Task instructions:
Which lines of the records contain the word "crate"? Show each of them.

Exercise input:
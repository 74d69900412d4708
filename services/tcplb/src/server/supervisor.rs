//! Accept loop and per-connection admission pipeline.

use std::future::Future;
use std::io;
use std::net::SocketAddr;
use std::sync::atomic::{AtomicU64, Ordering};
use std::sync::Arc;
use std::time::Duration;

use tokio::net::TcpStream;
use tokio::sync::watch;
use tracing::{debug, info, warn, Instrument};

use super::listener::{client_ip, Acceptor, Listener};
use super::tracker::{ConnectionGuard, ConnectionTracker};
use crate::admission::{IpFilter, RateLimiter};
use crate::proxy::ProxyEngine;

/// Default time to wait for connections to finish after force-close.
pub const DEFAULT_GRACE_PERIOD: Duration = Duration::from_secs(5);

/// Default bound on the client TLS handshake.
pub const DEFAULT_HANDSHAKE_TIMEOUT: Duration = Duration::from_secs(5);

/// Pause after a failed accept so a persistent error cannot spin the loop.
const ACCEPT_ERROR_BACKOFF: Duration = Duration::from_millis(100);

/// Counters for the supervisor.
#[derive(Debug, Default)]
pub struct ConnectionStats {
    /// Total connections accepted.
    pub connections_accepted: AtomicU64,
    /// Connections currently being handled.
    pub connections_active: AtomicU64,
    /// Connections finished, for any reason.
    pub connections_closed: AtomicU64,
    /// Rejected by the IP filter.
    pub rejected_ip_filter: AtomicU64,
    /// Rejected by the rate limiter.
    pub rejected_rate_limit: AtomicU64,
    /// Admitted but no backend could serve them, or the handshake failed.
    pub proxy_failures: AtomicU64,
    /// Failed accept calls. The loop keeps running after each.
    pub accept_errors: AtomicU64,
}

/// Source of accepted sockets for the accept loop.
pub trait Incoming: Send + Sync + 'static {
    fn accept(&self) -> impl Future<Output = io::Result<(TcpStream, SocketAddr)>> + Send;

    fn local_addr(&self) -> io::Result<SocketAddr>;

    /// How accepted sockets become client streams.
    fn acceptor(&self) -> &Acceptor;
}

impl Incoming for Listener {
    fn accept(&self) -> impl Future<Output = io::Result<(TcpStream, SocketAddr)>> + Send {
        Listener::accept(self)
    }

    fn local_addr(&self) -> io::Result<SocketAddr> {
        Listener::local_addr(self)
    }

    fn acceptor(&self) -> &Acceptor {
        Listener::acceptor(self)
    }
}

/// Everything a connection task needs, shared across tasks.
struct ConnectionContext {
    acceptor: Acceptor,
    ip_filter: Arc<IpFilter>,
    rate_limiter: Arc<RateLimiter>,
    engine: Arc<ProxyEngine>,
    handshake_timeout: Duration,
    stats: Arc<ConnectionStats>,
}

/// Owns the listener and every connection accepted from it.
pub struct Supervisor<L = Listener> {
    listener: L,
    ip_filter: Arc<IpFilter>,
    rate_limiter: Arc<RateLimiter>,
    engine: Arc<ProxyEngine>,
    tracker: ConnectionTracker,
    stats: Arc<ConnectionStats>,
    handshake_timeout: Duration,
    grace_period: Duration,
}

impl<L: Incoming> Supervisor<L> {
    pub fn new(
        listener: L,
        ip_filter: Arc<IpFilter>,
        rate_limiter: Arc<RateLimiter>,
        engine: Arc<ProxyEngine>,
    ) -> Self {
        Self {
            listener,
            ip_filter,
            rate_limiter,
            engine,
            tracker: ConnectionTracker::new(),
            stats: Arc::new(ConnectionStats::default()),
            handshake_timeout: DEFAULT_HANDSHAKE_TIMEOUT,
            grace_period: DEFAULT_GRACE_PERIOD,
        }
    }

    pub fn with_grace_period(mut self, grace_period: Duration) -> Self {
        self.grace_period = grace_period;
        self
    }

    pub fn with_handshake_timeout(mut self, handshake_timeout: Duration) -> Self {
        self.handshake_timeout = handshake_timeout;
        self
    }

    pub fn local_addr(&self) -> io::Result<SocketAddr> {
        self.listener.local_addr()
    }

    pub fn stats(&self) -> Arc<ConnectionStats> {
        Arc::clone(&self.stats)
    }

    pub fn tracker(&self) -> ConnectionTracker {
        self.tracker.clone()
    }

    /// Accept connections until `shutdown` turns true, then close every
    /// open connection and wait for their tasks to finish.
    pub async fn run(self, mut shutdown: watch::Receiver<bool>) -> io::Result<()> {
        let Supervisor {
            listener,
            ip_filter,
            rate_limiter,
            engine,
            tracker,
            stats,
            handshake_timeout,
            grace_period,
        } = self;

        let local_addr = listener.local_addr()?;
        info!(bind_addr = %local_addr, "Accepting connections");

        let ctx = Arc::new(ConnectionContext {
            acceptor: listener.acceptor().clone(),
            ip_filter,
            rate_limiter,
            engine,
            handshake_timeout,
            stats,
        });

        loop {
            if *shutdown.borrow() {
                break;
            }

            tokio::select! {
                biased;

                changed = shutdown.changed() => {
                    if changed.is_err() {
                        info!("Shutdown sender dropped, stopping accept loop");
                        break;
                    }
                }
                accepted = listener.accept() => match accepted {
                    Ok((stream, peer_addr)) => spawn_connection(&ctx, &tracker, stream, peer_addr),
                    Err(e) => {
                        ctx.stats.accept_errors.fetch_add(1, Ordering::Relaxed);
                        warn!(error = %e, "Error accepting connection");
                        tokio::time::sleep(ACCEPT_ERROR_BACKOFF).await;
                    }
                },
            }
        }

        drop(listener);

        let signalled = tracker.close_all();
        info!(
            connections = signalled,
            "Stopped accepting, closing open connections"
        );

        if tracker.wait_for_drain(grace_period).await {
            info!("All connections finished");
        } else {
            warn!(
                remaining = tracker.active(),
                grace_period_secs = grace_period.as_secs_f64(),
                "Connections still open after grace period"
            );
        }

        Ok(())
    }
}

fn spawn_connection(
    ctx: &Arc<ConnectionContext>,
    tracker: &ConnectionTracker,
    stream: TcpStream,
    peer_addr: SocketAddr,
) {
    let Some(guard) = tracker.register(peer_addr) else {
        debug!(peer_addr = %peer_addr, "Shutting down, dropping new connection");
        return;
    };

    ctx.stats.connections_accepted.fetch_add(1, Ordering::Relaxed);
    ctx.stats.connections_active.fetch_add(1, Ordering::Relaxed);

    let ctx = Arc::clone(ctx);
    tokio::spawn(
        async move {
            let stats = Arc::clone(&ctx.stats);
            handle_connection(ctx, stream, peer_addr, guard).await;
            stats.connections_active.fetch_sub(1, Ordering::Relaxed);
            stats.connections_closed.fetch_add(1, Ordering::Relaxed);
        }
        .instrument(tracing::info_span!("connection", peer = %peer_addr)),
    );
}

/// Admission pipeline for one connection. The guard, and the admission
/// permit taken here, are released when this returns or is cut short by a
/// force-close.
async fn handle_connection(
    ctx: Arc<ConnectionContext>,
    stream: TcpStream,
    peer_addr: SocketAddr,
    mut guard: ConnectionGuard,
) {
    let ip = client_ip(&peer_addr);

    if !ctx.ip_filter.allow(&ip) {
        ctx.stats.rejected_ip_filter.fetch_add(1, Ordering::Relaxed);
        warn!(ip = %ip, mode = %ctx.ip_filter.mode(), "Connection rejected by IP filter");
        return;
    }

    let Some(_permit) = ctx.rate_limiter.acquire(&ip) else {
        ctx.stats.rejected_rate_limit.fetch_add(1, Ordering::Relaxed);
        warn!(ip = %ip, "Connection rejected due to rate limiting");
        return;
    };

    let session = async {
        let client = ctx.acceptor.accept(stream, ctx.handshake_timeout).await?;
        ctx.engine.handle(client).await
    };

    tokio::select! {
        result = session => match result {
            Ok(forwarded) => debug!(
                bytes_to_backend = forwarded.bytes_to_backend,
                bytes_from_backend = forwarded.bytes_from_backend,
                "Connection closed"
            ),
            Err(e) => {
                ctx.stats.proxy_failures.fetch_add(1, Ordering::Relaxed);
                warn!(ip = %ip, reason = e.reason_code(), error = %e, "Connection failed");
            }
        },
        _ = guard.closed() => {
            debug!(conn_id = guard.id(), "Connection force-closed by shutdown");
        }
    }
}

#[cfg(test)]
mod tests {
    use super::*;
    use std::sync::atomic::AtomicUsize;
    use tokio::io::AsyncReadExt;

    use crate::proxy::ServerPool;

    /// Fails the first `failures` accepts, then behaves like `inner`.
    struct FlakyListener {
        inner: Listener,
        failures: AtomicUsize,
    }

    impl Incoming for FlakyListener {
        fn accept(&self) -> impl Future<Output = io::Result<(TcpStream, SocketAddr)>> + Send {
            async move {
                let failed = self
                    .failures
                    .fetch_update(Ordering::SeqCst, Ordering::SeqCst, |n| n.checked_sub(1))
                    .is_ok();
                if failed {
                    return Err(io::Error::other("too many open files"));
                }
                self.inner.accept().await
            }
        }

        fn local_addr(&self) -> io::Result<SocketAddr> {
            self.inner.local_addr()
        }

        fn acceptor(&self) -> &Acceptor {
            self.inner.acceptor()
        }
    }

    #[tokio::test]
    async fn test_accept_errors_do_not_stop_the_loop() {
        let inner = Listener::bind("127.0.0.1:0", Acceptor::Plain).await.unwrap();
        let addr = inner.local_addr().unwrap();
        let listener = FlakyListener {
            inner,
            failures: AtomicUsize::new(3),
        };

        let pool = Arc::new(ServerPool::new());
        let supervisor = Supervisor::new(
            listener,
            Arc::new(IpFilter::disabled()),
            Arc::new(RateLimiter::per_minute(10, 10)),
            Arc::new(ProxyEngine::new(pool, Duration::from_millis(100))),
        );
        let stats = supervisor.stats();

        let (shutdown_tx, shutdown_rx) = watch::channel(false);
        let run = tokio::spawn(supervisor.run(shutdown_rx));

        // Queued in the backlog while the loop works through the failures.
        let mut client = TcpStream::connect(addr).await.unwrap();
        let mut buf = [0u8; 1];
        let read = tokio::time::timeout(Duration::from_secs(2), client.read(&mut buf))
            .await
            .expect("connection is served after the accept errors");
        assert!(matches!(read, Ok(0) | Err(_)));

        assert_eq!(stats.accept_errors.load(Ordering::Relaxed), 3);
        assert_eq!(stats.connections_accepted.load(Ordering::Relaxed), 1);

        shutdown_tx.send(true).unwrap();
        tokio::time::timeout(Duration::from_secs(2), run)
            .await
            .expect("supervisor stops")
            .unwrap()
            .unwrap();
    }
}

Written solution:
use crate::admission::{IpFilter, RateLimiter};
use crate::proxy::ProxyEngine;
    use crate::proxy::ServerPool;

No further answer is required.